A correspondent is a reporter contracted or employed by a news outlet to cover a defined beat — typically a country, region, multilateral body, or thematic area — and to file dispatches on an ongoing basis. The role is distinct from a stringer (paid per piece, usually local) and from a staff reporter based at headquarters.
Correspondents fall into several recognized categories:
- Foreign correspondents, posted abroad to cover a host country or region (e.g., a Reuters Beijing correspondent).
- Diplomatic correspondents, who cover foreign ministries, embassies, and bilateral relations.
- UN correspondents, accredited to cover the United Nations; many belong to the United Nations Correspondents Association (UNCA), founded in 1948.
- War correspondents, who report from active conflict zones and receive specific protections under international humanitarian law.
- Special correspondents, assigned to a single story or short-term mission.
Under Article 79 of Additional Protocol I (1977) to the Geneva Conventions, journalists engaged in dangerous professional missions in areas of armed conflict are treated as civilians and protected as such, provided they take no action adversely affecting that status. War correspondents formally accredited to armed forces are additionally covered by Article 4(A)(4) of the Third Geneva Convention (1949), entitling them to prisoner-of-war status if captured.
Correspondents typically require host-country press accreditation to access government briefings, parliamentary sessions, or international organizations. The UN Department of Global Communications, for instance, issues resident and temporary press passes that determine access to the Secretariat building and Security Council stakeouts.

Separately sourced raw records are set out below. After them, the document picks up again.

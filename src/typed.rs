//! One- and two-dimensional wrappers that check their dimensionality once,
//! at construction.

use core::{
    convert::TryFrom,
    fmt,
    ops::{Deref, DerefMut},
};

use crate::{Array, ArrayIndex, Scalar, ShapeError};

fn check_ndims<T>(a: &Array<T>, expected: usize) -> Result<(), ShapeError> {
    if a.ndims() == expected {
        Ok(())
    } else {
        Err(ShapeError::IncompatibleDimension {
            expected,
            actual: a.ndims(),
        })
    }
}

macro_rules! impl_typed {
    ($name:ident, $ndims:expr) => {
        impl<T> $name<T> {
            /// Wraps a view of `donor` and takes over its ownership of the
            /// buffer. `donor` stays usable as a borrowing view.
            ///
            /// # Panics
            ///
            /// Panics if `donor` does not own its data.
            pub fn adopt(donor: &mut Array<T>) -> Result<Self, ShapeError> {
                check_ndims(donor, $ndims)?;
                let mut array = Array::view_of(donor);
                array.steal(donor);
                Ok(Self(array))
            }

            pub fn into_array(self) -> Array<T> {
                self.0
            }
        }

        impl<T> TryFrom<Array<T>> for $name<T> {
            type Error = ShapeError;

            fn try_from(array: Array<T>) -> Result<Self, Self::Error> {
                check_ndims(&array, $ndims)?;
                Ok(Self(array))
            }
        }

        impl<T> Deref for $name<T> {
            type Target = Array<T>;

            fn deref(&self) -> &Self::Target {
                &self.0
            }
        }

        impl<T> DerefMut for $name<T> {
            fn deref_mut(&mut self) -> &mut Self::Target {
                &mut self.0
            }
        }

        impl<T> fmt::Debug for $name<T>
        where
            T: Copy + fmt::Debug,
        {
            fn fmt(&self, f: &mut fmt::Formatter<'_>) -> fmt::Result {
                f.debug_tuple(stringify!($name)).field(&self.0).finish()
            }
        }
    };
}

/// A one-dimensional [`Array`].
pub struct Vector<T>(Array<T>);

/// A two-dimensional [`Array`].
pub struct Matrix<T>(Array<T>);

impl_typed!(Vector, 1);
impl_typed!(Matrix, 2);

impl<T> Vector<T>
where
    T: Scalar,
{
    pub fn get(&self, index: usize) -> T {
        self.0.get(&[index])
    }

    pub fn set(&mut self, index: usize, value: T) {
        self.0.set(&[index], value);
    }
}

impl<T> Matrix<T> {
    pub fn rows(&self) -> usize {
        self.0.shape()[0]
    }

    pub fn cols(&self) -> usize {
        self.0.shape()[1]
    }

    pub fn is_square(&self) -> bool {
        self.rows() == self.cols()
    }

    /// Borrowing view of row `i`.
    pub fn row(&self, i: usize) -> Vector<T> {
        Vector(self.0.slice([ArrayIndex::Index(i)]))
    }

    /// Borrowing view of column `j`.
    pub fn column(&self, j: usize) -> Vector<T> {
        Vector(self.0.slice([ArrayIndex::from(..), ArrayIndex::Index(j)]))
    }

    pub fn transpose(&self) -> Matrix<T> {
        Matrix(self.0.transpose())
    }
}

impl<T> Matrix<T>
where
    T: Scalar,
{
    pub fn get(&self, i: usize, j: usize) -> T {
        self.0.get(&[i, j])
    }

    pub fn set(&mut self, i: usize, j: usize, value: T) {
        self.0.set(&[i, j], value);
    }
}
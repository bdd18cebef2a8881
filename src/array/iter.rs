use core::{iter::FusedIterator, marker::PhantomData, ptr::NonNull};

use super::Array;

/// Iterator over the elements of an array in logical row-major order,
/// yielding copies.
pub struct Iter<'a, T> {
    ptr: NonNull<T>,
    indices: Option<Vec<usize>>,
    len: usize,
    shape: Vec<usize>,
    strides: Vec<isize>,
    phantom: PhantomData<&'a Array<T>>,
}

impl<'a, T> Iter<'a, T> {
    pub(super) fn new(a: &'a Array<T>) -> Self {
        let len = a.len();
        Self {
            ptr: a.ptr,
            indices: (len > 0).then(|| vec![0; a.ndims()]),
            len,
            shape: a.shape.clone(),
            strides: a.strides.clone(),
            phantom: PhantomData,
        }
    }
}

#[inline]
fn increment_indices(maybe_indices: &mut Option<Vec<usize>>, shape: &[usize], len: &mut usize) {
    if let Some(indices) = maybe_indices {
        for (index, &dim) in indices.iter_mut().rev().zip(shape.iter().rev()) {
            *index += 1;
            if *index == dim {
                *index = 0;
            } else {
                break;
            }
        }

        *len -= 1;
    }

    if *len == 0 {
        maybe_indices.take();
    }
}

impl<T> ExactSizeIterator for Iter<'_, T>
where
    T: Copy,
{
    #[inline(always)]
    fn len(&self) -> usize {
        self.len
    }
}

impl<T> FusedIterator for Iter<'_, T> where T: Copy {}

impl<T> Iterator for Iter<'_, T>
where
    T: Copy,
{
    type Item = T;

    #[inline]
    fn next(&mut self) -> Option<Self::Item> {
        let indices = self.indices.as_ref()?;
        let offset = indices
            .iter()
            .zip(&self.strides)
            .fold(0_isize, |acc, (&index, &stride)| acc + index as isize * stride);

        increment_indices(&mut self.indices, &self.shape, &mut self.len);

        // SAFETY: the indices stay within the shape, so the offset is inside
        // the reachable range of the array the iterator borrows.
        Some(unsafe { self.ptr.as_ptr().offset(offset).read() })
    }

    #[inline]
    fn size_hint(&self) -> (usize, Option<usize>) {
        (self.len, Some(self.len))
    }
}

impl<T> Array<T>
where
    T: Copy,
{
    pub fn iter(&self) -> Iter<'_, T> {
        Iter::new(self)
    }
}

impl<'a, T> IntoIterator for &'a Array<T>
where
    T: Copy,
{
    type Item = T;
    type IntoIter = Iter<'a, T>;

    fn into_iter(self) -> Self::IntoIter {
        self.iter()
    }
}

#[cfg(test)]
mod tests {
    use super::Iter;
    use crate::{s, Array, Order, Result};

    #[test]
    fn iterate_1d_storage() {
        let data = vec![1, 2, 3, 4];
        let a1 = Array::from(data.clone());
        let iter = Iter::new(&a1);

        assert_eq!(iter.ptr.as_ptr() as *const _, a1.as_ptr());
        assert_eq!(iter.indices, Some(vec![0]));
        assert_eq!(iter.len(), data.len());

        for (i, (actual, &expected)) in iter.zip(&data).enumerate() {
            assert_eq!(actual, expected, "{}th element is not equal", i);
        }
    }

    #[test]
    fn iterate_nd_storage() -> Result<()> {
        let data = (1..25).collect::<Vec<usize>>();
        let a3 = Array::from_shape_vec(&[2, 3, 4], data.clone(), Order::RowMajor)?;
        let a3s = a3.slice(s![.., .., ..;2]);
        let iter = a3s.iter();

        assert_eq!(iter.len(), data.len() / 2);

        for (i, (actual, &expected)) in iter.zip(data.iter().step_by(2)).enumerate() {
            assert_eq!(actual, expected, "{}th element is not equal", i);
        }

        Ok(())
    }

    #[test]
    fn iterate_column_major_storage_in_logical_order() {
        let a = Array::from_rows(&[[1, 2, 3], [4, 5, 6]], Order::ColumnMajor);

        assert_eq!(a.iter().collect::<Vec<_>>(), [1, 2, 3, 4, 5, 6]);
        assert_eq!((&a).into_iter().last(), Some(6));
    }

    #[test]
    fn iterate_empty_storage() {
        let a = Array::<u8>::zeros(&[3, 0], Order::RowMajor);
        let mut iter = a.iter();

        assert!(iter.indices.is_none());
        assert_eq!(iter.len(), 0);
        assert_eq!(iter.next(), None);
    }
}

For researchers and MUN delegates, correspondents' filings are useful primary-adjacent sources: they often quote officials directly, describe closed-door negotiations through diplomatic readouts, and provide on-the-ground reporting that complements official communiqués. Major wire services with extensive correspondent networks include Reuters, the Associated Press, Agence France-Presse, Bloomberg, and Xinhua. Quality varies, and triangulation across outlets remains standard practice.
Example
In 2022, CNN's chief international correspondent Clarissa Ward reported from Kyiv during the early weeks of Russia's full-scale invasion of Ukraine.
Frequently asked questions
A correspondent is typically a salaried or contracted reporter with an ongoing assignment, while a stringer is a freelance journalist paid per story, often based locally and used to supplement staff coverage.